Work order »
For the records below, give the number of lines in which "backed" appears, and add nothing else.

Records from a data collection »
•••

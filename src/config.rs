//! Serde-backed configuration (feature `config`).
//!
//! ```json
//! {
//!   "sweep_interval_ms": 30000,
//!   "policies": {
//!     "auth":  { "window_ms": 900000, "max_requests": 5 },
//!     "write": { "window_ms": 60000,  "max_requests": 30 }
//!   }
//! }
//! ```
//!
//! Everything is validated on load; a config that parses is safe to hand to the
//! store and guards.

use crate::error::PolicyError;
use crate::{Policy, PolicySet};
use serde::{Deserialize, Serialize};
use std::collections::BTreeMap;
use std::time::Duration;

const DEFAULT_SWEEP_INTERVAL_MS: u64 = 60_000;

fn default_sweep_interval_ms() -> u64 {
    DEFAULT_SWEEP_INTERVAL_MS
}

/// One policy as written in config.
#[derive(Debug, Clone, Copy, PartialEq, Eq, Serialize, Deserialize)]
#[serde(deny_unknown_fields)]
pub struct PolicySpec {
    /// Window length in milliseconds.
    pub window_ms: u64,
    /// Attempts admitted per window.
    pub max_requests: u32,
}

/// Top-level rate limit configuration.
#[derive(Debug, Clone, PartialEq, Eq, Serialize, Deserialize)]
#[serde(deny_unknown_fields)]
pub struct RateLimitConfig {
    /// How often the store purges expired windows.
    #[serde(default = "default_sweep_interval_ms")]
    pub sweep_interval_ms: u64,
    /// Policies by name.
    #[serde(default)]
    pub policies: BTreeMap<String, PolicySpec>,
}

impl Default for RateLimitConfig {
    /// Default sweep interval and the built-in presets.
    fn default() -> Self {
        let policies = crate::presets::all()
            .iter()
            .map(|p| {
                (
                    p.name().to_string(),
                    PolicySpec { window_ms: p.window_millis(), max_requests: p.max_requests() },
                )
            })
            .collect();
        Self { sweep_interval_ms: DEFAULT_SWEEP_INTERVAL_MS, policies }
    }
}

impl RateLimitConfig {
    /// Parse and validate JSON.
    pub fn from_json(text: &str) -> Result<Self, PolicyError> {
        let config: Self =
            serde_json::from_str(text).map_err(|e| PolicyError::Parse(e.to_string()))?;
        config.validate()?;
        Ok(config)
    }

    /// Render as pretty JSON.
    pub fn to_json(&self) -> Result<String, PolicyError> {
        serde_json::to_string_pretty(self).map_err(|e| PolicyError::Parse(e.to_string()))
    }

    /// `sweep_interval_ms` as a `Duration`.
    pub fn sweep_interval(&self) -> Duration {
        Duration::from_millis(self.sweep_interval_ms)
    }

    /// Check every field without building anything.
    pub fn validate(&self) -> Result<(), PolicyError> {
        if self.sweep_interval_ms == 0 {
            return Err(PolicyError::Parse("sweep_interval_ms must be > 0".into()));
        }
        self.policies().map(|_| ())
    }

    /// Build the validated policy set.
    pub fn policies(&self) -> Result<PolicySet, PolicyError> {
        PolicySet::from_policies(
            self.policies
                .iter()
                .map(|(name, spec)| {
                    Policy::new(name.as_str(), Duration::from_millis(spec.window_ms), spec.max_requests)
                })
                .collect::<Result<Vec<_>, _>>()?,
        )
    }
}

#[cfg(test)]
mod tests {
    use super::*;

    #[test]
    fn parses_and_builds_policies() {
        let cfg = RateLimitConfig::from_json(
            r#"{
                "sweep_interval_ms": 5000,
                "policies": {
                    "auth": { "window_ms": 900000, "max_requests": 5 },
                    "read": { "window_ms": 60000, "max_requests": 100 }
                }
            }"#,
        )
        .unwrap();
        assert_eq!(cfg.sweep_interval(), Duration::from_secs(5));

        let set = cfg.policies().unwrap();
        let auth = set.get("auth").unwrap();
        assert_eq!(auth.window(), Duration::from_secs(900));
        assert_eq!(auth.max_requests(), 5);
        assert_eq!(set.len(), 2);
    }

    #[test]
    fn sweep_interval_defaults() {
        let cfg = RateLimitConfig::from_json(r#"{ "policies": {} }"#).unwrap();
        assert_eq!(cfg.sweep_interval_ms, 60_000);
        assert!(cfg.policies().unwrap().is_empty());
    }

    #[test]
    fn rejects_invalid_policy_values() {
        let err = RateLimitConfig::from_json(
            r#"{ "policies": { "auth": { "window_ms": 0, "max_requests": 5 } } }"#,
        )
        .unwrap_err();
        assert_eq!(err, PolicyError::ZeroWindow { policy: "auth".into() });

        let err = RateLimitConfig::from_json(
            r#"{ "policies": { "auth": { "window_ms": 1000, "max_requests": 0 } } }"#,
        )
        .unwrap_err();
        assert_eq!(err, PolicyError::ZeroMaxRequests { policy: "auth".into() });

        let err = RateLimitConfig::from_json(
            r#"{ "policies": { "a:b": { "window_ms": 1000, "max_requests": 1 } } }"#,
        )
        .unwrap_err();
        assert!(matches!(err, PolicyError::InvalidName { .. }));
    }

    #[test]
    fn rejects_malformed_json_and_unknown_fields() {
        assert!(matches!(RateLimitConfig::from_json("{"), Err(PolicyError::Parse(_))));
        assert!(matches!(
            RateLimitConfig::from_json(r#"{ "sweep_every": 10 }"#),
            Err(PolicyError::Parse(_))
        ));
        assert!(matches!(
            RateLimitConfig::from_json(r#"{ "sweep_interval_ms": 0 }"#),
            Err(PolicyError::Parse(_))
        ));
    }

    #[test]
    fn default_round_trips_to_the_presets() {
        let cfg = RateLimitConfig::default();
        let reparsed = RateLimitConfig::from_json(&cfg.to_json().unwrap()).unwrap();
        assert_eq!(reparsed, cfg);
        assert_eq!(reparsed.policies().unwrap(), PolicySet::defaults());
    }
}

•••

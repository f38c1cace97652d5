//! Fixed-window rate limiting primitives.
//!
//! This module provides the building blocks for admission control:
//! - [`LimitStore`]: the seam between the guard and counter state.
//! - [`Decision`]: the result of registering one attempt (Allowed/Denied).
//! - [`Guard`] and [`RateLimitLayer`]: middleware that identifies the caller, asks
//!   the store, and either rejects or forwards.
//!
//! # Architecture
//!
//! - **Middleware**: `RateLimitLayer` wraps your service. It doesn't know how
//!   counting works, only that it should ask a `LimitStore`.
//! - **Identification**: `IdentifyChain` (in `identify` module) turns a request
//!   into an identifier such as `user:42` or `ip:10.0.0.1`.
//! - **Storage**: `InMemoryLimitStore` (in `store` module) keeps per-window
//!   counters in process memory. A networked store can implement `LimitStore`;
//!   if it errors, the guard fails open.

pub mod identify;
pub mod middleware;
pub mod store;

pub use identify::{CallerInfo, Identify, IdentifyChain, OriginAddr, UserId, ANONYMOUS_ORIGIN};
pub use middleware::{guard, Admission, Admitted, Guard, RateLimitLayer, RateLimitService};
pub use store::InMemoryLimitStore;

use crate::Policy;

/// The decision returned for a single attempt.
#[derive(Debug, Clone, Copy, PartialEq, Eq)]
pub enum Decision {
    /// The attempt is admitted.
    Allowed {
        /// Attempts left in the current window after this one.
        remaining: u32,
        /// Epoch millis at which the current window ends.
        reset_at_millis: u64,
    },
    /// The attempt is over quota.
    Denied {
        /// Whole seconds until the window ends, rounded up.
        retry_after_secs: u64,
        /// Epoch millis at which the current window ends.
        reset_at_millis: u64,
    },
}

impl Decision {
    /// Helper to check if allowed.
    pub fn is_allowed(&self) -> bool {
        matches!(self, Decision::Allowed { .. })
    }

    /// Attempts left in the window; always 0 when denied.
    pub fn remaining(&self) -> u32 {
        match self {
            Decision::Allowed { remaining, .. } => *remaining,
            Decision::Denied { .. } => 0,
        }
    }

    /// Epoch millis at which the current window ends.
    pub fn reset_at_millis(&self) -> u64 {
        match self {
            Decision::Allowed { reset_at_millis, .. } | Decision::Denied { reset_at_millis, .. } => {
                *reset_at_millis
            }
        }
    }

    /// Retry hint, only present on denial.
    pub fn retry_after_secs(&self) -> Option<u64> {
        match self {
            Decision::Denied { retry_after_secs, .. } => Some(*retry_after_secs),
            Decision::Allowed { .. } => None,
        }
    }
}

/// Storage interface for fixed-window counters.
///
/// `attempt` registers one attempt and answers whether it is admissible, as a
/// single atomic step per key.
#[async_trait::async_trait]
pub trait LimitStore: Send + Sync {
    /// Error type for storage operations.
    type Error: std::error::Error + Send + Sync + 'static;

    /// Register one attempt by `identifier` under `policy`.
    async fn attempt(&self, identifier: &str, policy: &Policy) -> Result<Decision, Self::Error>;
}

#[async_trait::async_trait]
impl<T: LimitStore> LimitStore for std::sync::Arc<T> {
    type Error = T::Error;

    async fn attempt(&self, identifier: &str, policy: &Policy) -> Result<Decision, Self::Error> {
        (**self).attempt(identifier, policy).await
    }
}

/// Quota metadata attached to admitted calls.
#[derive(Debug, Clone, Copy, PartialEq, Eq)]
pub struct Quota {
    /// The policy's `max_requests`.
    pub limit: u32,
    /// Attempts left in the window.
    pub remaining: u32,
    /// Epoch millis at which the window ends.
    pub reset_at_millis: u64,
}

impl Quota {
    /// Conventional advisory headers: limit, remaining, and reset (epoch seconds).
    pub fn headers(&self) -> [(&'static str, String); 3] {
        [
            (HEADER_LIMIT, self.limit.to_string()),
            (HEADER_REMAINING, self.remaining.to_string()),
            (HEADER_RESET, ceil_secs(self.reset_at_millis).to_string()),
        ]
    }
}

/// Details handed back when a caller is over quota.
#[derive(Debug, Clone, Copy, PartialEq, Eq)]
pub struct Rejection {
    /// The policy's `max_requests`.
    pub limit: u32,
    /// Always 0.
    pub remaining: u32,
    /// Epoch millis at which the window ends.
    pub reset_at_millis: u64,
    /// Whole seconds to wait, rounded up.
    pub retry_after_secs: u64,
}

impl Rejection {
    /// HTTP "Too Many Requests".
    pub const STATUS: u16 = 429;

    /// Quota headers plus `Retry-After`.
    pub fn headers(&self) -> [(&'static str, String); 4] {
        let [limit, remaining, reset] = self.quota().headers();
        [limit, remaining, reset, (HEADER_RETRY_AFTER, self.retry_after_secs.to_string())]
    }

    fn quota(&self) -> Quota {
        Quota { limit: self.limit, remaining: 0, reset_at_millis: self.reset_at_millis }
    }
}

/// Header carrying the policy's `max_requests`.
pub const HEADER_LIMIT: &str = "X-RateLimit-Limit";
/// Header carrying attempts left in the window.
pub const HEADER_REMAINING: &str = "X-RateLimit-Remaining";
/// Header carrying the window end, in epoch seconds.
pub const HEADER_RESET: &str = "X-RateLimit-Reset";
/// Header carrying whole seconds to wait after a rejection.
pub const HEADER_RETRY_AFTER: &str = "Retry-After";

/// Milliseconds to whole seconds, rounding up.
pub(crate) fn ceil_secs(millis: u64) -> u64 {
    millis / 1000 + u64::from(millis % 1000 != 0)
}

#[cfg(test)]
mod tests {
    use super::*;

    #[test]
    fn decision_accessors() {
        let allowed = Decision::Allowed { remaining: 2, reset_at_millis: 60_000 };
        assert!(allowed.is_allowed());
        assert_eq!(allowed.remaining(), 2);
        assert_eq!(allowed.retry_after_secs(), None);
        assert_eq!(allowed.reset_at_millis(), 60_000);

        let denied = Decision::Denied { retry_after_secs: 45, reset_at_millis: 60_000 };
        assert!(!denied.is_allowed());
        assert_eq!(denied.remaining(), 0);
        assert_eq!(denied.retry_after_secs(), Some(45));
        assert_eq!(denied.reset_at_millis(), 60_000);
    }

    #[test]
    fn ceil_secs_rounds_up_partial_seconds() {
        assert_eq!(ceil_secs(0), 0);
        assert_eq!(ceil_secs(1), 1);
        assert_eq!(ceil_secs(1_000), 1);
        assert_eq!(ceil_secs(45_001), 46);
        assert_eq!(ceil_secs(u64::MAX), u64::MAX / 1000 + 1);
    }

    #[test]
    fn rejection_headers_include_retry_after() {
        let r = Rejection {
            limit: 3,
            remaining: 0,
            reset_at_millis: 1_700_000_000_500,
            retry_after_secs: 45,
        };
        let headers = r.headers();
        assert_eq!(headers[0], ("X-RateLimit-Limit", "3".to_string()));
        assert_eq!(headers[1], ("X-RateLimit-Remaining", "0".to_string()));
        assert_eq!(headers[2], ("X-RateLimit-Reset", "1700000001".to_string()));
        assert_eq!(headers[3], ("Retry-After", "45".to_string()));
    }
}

•••

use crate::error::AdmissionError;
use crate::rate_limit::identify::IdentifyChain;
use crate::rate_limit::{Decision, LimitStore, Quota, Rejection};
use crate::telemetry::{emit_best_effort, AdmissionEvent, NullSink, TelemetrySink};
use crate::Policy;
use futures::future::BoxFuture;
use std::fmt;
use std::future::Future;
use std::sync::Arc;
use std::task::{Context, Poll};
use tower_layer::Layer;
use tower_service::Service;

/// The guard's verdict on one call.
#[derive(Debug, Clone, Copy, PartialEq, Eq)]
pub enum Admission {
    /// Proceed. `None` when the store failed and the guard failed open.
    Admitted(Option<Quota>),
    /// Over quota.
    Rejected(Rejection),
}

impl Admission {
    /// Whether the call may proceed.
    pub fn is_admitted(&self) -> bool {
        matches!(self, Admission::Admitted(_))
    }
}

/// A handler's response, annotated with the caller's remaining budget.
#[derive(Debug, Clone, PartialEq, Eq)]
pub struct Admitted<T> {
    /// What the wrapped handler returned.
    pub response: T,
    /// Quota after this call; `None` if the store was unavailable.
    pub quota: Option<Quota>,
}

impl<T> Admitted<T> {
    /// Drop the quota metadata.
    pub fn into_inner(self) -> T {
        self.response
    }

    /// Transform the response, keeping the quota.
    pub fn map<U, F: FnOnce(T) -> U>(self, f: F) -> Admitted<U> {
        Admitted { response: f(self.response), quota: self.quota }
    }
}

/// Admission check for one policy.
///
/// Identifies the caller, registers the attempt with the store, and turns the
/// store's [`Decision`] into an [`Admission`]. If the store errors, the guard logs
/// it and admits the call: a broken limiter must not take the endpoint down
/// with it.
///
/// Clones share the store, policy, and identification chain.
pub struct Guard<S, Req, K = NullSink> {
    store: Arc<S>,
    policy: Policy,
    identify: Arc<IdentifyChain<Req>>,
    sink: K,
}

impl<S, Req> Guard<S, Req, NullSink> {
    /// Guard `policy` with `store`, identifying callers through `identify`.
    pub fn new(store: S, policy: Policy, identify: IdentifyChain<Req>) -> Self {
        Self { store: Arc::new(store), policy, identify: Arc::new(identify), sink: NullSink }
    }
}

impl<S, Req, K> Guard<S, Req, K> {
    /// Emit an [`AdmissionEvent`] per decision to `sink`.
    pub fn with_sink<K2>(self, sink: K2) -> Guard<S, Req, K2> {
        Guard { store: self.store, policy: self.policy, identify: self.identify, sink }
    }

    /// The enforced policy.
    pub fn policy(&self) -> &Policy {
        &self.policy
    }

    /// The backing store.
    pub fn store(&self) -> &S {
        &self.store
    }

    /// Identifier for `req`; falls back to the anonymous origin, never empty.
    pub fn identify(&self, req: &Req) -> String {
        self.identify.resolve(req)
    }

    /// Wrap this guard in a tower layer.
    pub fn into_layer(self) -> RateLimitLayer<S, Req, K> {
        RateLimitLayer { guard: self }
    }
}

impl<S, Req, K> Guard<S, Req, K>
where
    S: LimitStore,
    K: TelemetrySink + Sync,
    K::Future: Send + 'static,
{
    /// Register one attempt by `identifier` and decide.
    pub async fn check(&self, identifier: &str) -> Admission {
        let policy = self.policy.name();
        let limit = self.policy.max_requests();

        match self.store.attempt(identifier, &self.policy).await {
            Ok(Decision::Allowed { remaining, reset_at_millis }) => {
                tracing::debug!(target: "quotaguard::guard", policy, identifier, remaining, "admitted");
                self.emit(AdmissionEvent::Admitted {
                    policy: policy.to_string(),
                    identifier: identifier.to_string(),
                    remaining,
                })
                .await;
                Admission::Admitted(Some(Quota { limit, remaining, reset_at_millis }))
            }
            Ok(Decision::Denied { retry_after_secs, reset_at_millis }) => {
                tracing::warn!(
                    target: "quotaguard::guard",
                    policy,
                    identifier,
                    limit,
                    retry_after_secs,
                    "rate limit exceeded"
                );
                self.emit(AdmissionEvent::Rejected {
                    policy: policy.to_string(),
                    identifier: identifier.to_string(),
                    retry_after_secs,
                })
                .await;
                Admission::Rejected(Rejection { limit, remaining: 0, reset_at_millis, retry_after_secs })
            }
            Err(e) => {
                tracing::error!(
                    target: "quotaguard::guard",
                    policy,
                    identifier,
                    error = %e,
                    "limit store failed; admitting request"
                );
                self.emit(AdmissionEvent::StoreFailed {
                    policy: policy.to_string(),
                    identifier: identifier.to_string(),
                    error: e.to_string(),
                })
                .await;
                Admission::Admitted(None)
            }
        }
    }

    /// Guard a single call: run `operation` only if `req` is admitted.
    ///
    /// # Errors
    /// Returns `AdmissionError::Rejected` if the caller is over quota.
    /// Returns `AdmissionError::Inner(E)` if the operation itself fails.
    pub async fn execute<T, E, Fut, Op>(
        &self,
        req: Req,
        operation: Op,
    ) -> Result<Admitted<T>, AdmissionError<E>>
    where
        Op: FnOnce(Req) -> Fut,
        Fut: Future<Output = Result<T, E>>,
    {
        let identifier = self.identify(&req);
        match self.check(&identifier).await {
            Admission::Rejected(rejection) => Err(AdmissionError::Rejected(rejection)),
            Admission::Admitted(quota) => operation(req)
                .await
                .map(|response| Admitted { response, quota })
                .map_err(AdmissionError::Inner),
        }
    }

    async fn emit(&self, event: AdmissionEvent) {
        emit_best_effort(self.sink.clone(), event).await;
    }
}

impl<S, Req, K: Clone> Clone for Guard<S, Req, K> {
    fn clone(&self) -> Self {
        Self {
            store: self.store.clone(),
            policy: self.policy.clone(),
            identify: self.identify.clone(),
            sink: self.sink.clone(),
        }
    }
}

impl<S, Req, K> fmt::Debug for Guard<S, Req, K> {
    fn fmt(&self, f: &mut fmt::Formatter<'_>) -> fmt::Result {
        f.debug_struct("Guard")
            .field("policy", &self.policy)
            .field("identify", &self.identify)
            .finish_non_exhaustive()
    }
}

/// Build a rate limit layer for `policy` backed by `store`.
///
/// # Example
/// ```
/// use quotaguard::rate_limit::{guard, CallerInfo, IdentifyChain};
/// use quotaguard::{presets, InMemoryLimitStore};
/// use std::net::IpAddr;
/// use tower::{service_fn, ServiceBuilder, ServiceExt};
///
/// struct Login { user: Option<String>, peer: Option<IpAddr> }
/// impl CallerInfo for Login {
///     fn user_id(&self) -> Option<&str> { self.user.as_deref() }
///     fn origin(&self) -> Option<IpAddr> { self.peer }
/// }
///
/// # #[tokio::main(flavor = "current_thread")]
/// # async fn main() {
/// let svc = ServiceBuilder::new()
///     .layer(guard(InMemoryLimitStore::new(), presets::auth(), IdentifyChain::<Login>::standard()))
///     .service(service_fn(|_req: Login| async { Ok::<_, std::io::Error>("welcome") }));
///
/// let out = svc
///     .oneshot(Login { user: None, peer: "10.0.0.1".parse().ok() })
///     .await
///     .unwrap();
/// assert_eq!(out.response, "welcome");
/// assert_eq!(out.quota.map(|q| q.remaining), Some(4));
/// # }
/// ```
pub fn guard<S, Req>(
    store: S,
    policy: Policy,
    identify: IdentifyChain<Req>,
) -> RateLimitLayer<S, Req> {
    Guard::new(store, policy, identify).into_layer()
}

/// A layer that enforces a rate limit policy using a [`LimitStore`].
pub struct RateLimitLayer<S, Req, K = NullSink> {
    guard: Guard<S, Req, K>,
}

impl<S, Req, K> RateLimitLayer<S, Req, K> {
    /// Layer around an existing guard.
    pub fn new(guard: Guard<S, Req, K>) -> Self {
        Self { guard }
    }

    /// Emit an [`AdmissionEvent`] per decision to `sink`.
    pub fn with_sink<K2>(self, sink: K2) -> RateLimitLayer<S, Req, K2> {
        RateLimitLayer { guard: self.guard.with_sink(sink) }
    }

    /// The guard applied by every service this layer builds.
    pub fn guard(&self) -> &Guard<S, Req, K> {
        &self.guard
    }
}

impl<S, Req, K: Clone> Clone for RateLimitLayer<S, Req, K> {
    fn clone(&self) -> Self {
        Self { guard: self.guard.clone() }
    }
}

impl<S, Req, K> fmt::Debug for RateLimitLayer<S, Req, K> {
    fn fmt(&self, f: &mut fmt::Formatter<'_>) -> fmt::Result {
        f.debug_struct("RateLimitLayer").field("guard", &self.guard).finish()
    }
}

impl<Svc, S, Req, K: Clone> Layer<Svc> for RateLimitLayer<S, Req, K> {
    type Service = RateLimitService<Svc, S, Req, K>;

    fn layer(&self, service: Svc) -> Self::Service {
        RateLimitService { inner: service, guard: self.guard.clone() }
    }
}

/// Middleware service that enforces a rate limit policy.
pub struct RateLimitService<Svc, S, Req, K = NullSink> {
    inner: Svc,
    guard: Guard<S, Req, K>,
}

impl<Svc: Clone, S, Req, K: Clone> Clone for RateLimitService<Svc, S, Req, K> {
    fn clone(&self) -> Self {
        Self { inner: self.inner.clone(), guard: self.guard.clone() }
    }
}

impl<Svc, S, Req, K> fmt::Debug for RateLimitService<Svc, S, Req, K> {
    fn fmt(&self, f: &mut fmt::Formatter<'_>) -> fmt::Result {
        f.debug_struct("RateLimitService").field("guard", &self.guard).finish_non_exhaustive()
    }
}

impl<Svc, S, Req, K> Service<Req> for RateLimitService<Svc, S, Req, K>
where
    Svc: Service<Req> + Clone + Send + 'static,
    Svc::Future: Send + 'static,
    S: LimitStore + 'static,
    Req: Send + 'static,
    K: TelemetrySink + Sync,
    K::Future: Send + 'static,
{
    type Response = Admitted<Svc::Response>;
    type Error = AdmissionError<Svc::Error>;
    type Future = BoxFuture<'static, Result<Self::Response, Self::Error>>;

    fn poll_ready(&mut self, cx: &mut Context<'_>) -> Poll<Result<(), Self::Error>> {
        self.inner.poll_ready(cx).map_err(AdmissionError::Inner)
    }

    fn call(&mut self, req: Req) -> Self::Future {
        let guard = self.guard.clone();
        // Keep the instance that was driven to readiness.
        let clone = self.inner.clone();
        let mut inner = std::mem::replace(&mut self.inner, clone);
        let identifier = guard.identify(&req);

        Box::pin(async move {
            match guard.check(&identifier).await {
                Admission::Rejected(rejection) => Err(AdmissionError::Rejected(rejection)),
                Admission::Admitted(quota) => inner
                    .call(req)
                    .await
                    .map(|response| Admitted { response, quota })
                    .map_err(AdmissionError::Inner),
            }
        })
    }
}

•••

Task output »
2